How do u solve these equations?

4.
Let t be the tens digit of the actual score, and u be the units digit.

(10t + u) - (10u + t) = 36 ..... [1]
t + u = 14 ...... [2]

From [1] :
9t - 9u = 36
t - u = 4 ...... [3]

[2] + [3] :
2t = 18
t = 9

[2] - [3] :
2u = 10
u = 5

Actual test score = 95


5.
Let y L of 90% of hydrochloric acid is used to make 20 L of 60% hydrochloric acid.
Then, volume of 15% hydrochloric acid used = (20 - y) L

y × 90 + (20 - y) × 15% = 20 × 60%
90y + 300 - 15y = 1200
75y = 900
y = 12

12 L of 90% of hydrochloric acid is used to make the 60% hydrochloric acid.
Volume of 90% of hydrochloric acid left in the bottle = (30 - 12) L = 18 L

Strength of the final acid
= (18 × 90% + 5 × 60%) / (18 + 5)
= 83.48%

4.
When entering your test score into the computer,
Mrs McCombes accidentally reversed the two digits.
This error reduced your score by 36 points.
Mrs.
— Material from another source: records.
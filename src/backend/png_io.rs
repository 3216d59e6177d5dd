use image::{ImageBuffer, ImageFormat, Luma};
use nalgebra::{Matrix3, Vector3};
use ndarray::Array3;
use std::path::Path;

use crate::common::{Slice, Volume};
use crate::error::BackendError;

/// Offset between signed samples and 16-bit grayscale.
const SAMPLE_OFFSET: i32 = 32768;

fn to_gray(v: i16) -> u16 {
    (i32::from(v) + SAMPLE_OFFSET) as u16
}

fn from_gray(v: u16) -> i16 {
    (i32::from(v) - SAMPLE_OFFSET) as i16
}

/// Loads a grayscale image as a single-slice volume with unit geometry.
pub fn read_volume(path: &Path) -> Result<Volume, BackendError> {
    let img = image::open(path)?.into_luma16();
    let (width, height) = img.dimensions();
    let data = Array3::from_shape_fn((width as usize, height as usize, 1), |(x, y, _)| {
        from_gray(img.get_pixel(x as u32, y as u32)[0])
    });
    Ok(Volume::new(
        data,
        Vector3::zeros(),
        Vector3::repeat(1.0),
        Matrix3::identity(),
    ))
}

/// Saves a slice as a 16-bit grayscale PNG.
pub fn write_slice(slice: &Slice, path: &Path) -> Result<(), BackendError> {
    let (width, height) = (slice.columns() as u32, slice.rows() as u32);
    let buffer: ImageBuffer<Luma<u16>, Vec<u16>> =
        ImageBuffer::from_raw(width, height, slice.samples().map(to_gray).collect())
            .ok_or_else(|| BackendError::Shape(vec![slice.columns(), slice.rows()]))?;
    buffer.save_with_format(path, ImageFormat::Png)?;
    Ok(())
}
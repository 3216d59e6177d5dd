//! Content-based detection of the format of an input file.
//!
//! A format is only reported when the file extension *and* the magic bytes
//! at the expected offset agree. Anything less conclusive yields
//! [`Format::Unknown`].

use nifti::header::{MAGIC_CODE_NI1, MAGIC_CODE_NIP1};
use std::fs::File;
use std::io::{self, Read};
use std::path::Path;
use tracing::{debug, warn};

use crate::common::Format;
use crate::gzip;

const PNG_MAGIC: &[u8; 8] = b"\x89PNG\r\n\x1a\n";
const DICOM_MAGIC: &[u8; 4] = b"DICM";

/// Offset of the magic code in a NIfTI-1 header.
pub const NIFTI_MAGIC_OFFSET: usize = 344;

const COMPRESSED_NIFTI_SUFFIX: &str = ".nii.gz";

/// A fixed-offset byte signature.
#[derive(Debug, Clone, Copy)]
struct Probe {
    offset: usize,
    signature: &'static [u8],
    /// Shortest prefix of `signature` accepted when the file ends early.
    min_match: usize,
}

impl Probe {
    const fn exact(offset: usize, signature: &'static [u8]) -> Self {
        Probe {
            offset,
            signature,
            min_match: signature.len(),
        }
    }

    /// Bytes needed from the start of the file to evaluate this probe.
    fn end(&self) -> usize {
        self.offset + self.signature.len()
    }

    /// Out-of-range reads count as no match.
    fn matches(&self, bytes: &[u8]) -> bool {
        let Some(available) = bytes.get(self.offset..) else {
            return false;
        };
        let n = available.len().min(self.signature.len());
        n >= self.min_match && available[..n] == self.signature[..n]
    }
}

struct Candidate {
    format: Format,
    extension: &'static str,
    probe: Probe,
}

const CANDIDATES: [Candidate; 3] = [
    Candidate {
        format: Format::Png,
        extension: "png",
        probe: Probe {
            offset: 0,
            signature: PNG_MAGIC,
            min_match: 4,
        },
    },
    Candidate {
        format: Format::Dicom,
        extension: "dcm",
        probe: Probe::exact(128, DICOM_MAGIC),
    },
    Candidate {
        format: Format::Nifti,
        extension: "nii",
        probe: Probe::exact(NIFTI_MAGIC_OFFSET, MAGIC_CODE_NIP1),
    },
];

/// Magic codes accepted inside a decompressed `.nii.gz` payload.
const COMPRESSED_NIFTI_PROBES: [Probe; 2] = [
    Probe::exact(NIFTI_MAGIC_OFFSET, MAGIC_CODE_NIP1),
    Probe::exact(NIFTI_MAGIC_OFFSET, MAGIC_CODE_NI1),
];

#[derive(Debug, Clone, Copy, PartialEq, Eq)]
pub struct DetectionResult {
    pub format: Format,
    /// Whether the verdict was reached on a gzip-decompressed payload.
    pub consumed_gzip: bool,
}

impl DetectionResult {
    fn unknown(consumed_gzip: bool) -> Self {
        DetectionResult {
            format: Format::Unknown,
            consumed_gzip,
        }
    }
}

/// Best-guess format of the file at `path`, or `Format::Unknown`.
pub fn detect<P: AsRef<Path>>(path: P) -> Format {
    detect_with_details(path).format
}

/// Like [`detect`], also reporting whether gzip decompression was involved.
pub fn detect_with_details<P: AsRef<Path>>(path: P) -> DetectionResult {
    let path = path.as_ref();
    let extension = path
        .extension()
        .and_then(|ext| ext.to_str())
        .map(str::to_ascii_lowercase);

    if let Some(extension) = extension.as_deref() {
        if let Some(candidate) = CANDIDATES.iter().find(|c| c.extension == extension) {
            match read_prefix(path, candidate.probe.end()) {
                Ok(bytes) if candidate.probe.matches(&bytes) => {
                    debug!("{} confirmed as {}", path.display(), candidate.format);
                    return DetectionResult {
                        format: candidate.format,
                        consumed_gzip: false,
                    };
                }
                Ok(_) => {
                    debug!(
                        "{} has a .{} extension but no {} signature",
                        path.display(),
                        extension,
                        candidate.format
                    );
                }
                Err(e) => {
                    warn!("Could not read {}: {}", path.display(), e);
                    return DetectionResult::unknown(false);
                }
            }
        }
    }

    if is_compressed_nifti(path) {
        return detect_compressed_nifti(path);
    }

    DetectionResult::unknown(false)
}

fn is_compressed_nifti(path: &Path) -> bool {
    path.file_name()
        .and_then(|name| name.to_str())
        .is_some_and(|name| name.to_ascii_lowercase().ends_with(COMPRESSED_NIFTI_SUFFIX))
}

fn detect_compressed_nifti(path: &Path) -> DetectionResult {
    let payload = match gzip::read_gzip_file(path) {
        Ok(payload) => payload,
        Err(e) => {
            warn!("{}: {}", path.display(), e);
            return DetectionResult::unknown(true);
        }
    };
    if COMPRESSED_NIFTI_PROBES.iter().any(|p| p.matches(&payload)) {
        debug!("{} confirmed as gzip-compressed NIFTI", path.display());
        DetectionResult {
            format: Format::Nifti,
            consumed_gzip: true,
        }
    } else {
        debug!("{} decompressed without a NIfTI magic code", path.display());
        DetectionResult::unknown(true)
    }
}

/// Reads at most `len` bytes from the start of the file.
fn read_prefix(path: &Path, len: usize) -> io::Result<Vec<u8>> {
    let mut bytes = Vec::with_capacity(len);
    File::open(path)?
        .take(len as u64)
        .read_to_end(&mut bytes)?;
    Ok(bytes)
}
McCombes told you that the sum of the digits of your actual score was 14,
corrected the error, and agreed to give you extra credit
if you could determine the actual score without looking back at the test.
What was your actual test score?
(10y + x) - (10x + y ) = 36
9(y - x) = 36
y - x = 4
x + y = 14
y = 9
x = 5
The actual test score was 95.
5.
A chemist has one 30-L bottle of 15% hydrochloric acid and one 30-L bottle of 90% hydrochloric acid.
She mixes 20 L of 60% hydrochloric acid (made by a combination of the two 30-L bottles)
and then pours 5 L of that solution back into the bottle containing the 90% hydrochloric acid.
How strong is the acid in that bottle now?
10(0.15) + 10(0.90) = 17.5(0.60)
20(0.90) + 5(0.60) = 25x
x = 0.84
The hydrochloric acid in that bottle is now 84% strong.